Molecular docking and pharmacokinetic evaluations of curcumin-based scaffolds as MDM2-p53 inhibitors
Santosh Prasad Chaudhary Kurmi, Shankar Thapa, Dipanjan Karati
Abstract
Cancer is a disease that is considered one of the worst in the world, and as a result, researchers are constantly looking for natural remedies to alleviate the negative effects of conventional cancer therapy. p53, a tumor suppressor protein, and its inhibitor, MDM2, an oncogenic protein, are becoming increasingly important in cancer therapy.
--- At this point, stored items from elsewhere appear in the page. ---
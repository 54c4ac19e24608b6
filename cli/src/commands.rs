use std::error::Error;
use std::path::{Path, PathBuf};
use std::sync::Arc;
use std::sync::atomic::{AtomicU64, Ordering};

use tickwork_core::timers::{load_definitions, spawn_definitions};
use tickwork_core::{ServiceConfig, TimerHandle, TimerService, TimerSnapshot};

/// Options for a simulated pump run
#[derive(Debug, Clone)]
pub struct RunOptions {
    pub definitions: PathBuf,
    pub frames: u64,
    pub fps: f64,
    pub time_scale: Option<f64>,
    pub config: Option<PathBuf>,
}

#[derive(Debug, Clone)]
pub struct RunSummary {
    pub frames: u64,
    pub fired: u64,
    pub remaining: Vec<TimerSnapshot>,
}

/// Render an error with its source chain on one line
pub fn describe(err: &dyn Error) -> String {
    let mut text = err.to_string();
    let mut source = err.source();
    while let Some(cause) = source {
        text.push_str(": ");
        text.push_str(&cause.to_string());
        source = cause.source();
    }
    text
}

/// Spawn the definitions at frame 0 and pump until every timer is gone or
/// `frames` frames have passed.
pub fn run(opts: &RunOptions) -> Result<RunSummary, String> {
    if opts.fps.is_nan() || opts.fps <= 0.0 {
        return Err(format!("fps must be positive, got {}", opts.fps));
    }

    let config = match &opts.config {
        Some(path) => ServiceConfig::load(path).map_err(|e| describe(&e))?,
        None => ServiceConfig::load_user_or_default(),
    };
    let service = TimerService::with_config(&config);
    if let Some(scale) = opts.time_scale {
        service.set_time_scale(scale);
    }
    service.set_fault_observer(|fault| tracing::error!(error = %fault, "timer fault"));

    let definitions = load_definitions(&opts.definitions).map_err(|e| describe(&e))?;

    let fired = Arc::new(AtomicU64::new(0));
    let counter = Arc::clone(&fired);
    let frame_secs = 1.0 / opts.fps;
    let spawned = spawn_definitions(&service, &definitions, 0, 0.0, move |timer: &TimerHandle| {
        counter.fetch_add(1, Ordering::Relaxed);
        let name = timer.name().unwrap_or_default();
        tracing::info!(id = %timer.id(), name = %name, "timer fired");
    });
    tracing::info!(
        timers = spawned.len(),
        frames = opts.frames,
        fps = opts.fps,
        time_scale = service.time_scale(),
        "starting pump"
    );

    let mut frames = 0;
    for frame in 1..=opts.frames {
        frames = frame;
        let remaining = service.process_all(frame, frame as f64 * frame_secs);
        if remaining == 0 {
            tracing::info!(frame, "all timers finished");
            break;
        }
    }

    let remaining = service
        .ids()
        .into_iter()
        .filter_map(|id| service.find_by_id(id).and_then(|h| h.snapshot()))
        .collect();

    Ok(RunSummary {
        frames,
        fired: fired.load(Ordering::Relaxed),
        remaining,
    })
}

/// Parse and validate a definitions file
pub fn check(path: &Path) -> Result<usize, String> {
    let definitions = load_definitions(path).map_err(|e| describe(&e))?;
    for def in &definitions {
        tracing::debug!(name = %def.name, kind = ?def.kind, "definition ok");
    }
    Ok(definitions.len())
}

pub fn print_summary(summary: &RunSummary) -> Result<(), String> {
    println!(
        "pumped {} frames, {} firings, {} timers live",
        summary.frames,
        summary.fired,
        summary.remaining.len()
    );
    if !summary.remaining.is_empty() {
        let json = serde_json::to_string_pretty(&summary.remaining).map_err(|e| e.to_string())?;
        println!("{json}");
    }
    Ok(())
}

#[cfg(test)]
mod tests {
    use super::*;
    use std::io::Write;

    fn write_definitions(name: &str, content: &str) -> PathBuf {
        let path = std::env::temp_dir()
            .join(format!("tickwork-cli-{}-{name}.toml", std::process::id()));
        let mut file = std::fs::File::create(&path).unwrap();
        file.write_all(content.as_bytes()).unwrap();
        path
    }

    fn write_config(name: &str) -> PathBuf {
        write_definitions(&format!("{name}-config"), "time_scale = 1.0\nlog_faults = false\n")
    }

    #[test]
    fn run_pumps_until_done() {
        let defs = write_definitions(
            "done",
            "[[timer]]\nname = \"a\"\ndelay_ticks = 3\n\n[[timer]]\nname = \"b\"\nkind = \"repeat\"\nrepeat = 2\ndelay_ticks = 2\n",
        );
        let summary = run(&RunOptions {
            definitions: defs.clone(),
            frames: 100,
            fps: 60.0,
            time_scale: None,
            config: Some(write_config("done")),
        })
        .unwrap();

        assert_eq!(summary.fired, 3);
        assert_eq!(summary.frames, 4);
        assert!(summary.remaining.is_empty());
        let _ = std::fs::remove_file(defs);
    }

    #[test]
    fn run_reports_live_timers_when_frames_run_out() {
        let defs = write_definitions(
            "live",
            "[[timer]]\nname = \"tick\"\nkind = \"interval\"\ndelay_ticks = 1\n",
        );
        let summary = run(&RunOptions {
            definitions: defs.clone(),
            frames: 5,
            fps: 60.0,
            time_scale: None,
            config: Some(write_config("live")),
        })
        .unwrap();

        assert_eq!(summary.fired, 5);
        assert_eq!(summary.remaining.len(), 1);
        assert_eq!(summary.remaining[0].name, "tick");
        let _ = std::fs::remove_file(defs);
    }

    #[test]
    fn run_rejects_bad_fps_and_missing_file() {
        let opts = RunOptions {
            definitions: PathBuf::from("/nonexistent/defs.toml"),
            frames: 1,
            fps: 0.0,
            time_scale: None,
            config: None,
        };
        assert!(run(&opts).unwrap_err().contains("fps"));

        let err = check(Path::new("/nonexistent/defs.toml")).unwrap_err();
        assert!(err.starts_with("failed to read timer file"));
    }
}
Computational drug discovery is a valuable tool in identifying targets, determining structure–activity relationships, calculating binding affinity through molecular docking, conducting molecular dynamics simulations, and profiling targeted protein and ligand complexes in cancer therapy. Among the curcumin congeners studied (43 substructure), C21 and C22 exhibited the highest binding affinity of − 7.7 kcal/mol and − 7.3 kcal/mol, respectively. Compounds C21 and C22 exhibited favourable pharmacokinetic properties. The stability of the protein–ligand complex was investigated using the imods server, which considers the higher flexibility of the complexes. Normal mode analysis established the stability of the protein–ligand complex. Moreover, the chosen compound's ADME profiles suggest a strong response, making it a promising lead molecule. However, it is crucial to synthesize the recommended chemicals and assess their effectiveness using in vitro and in vivo tests.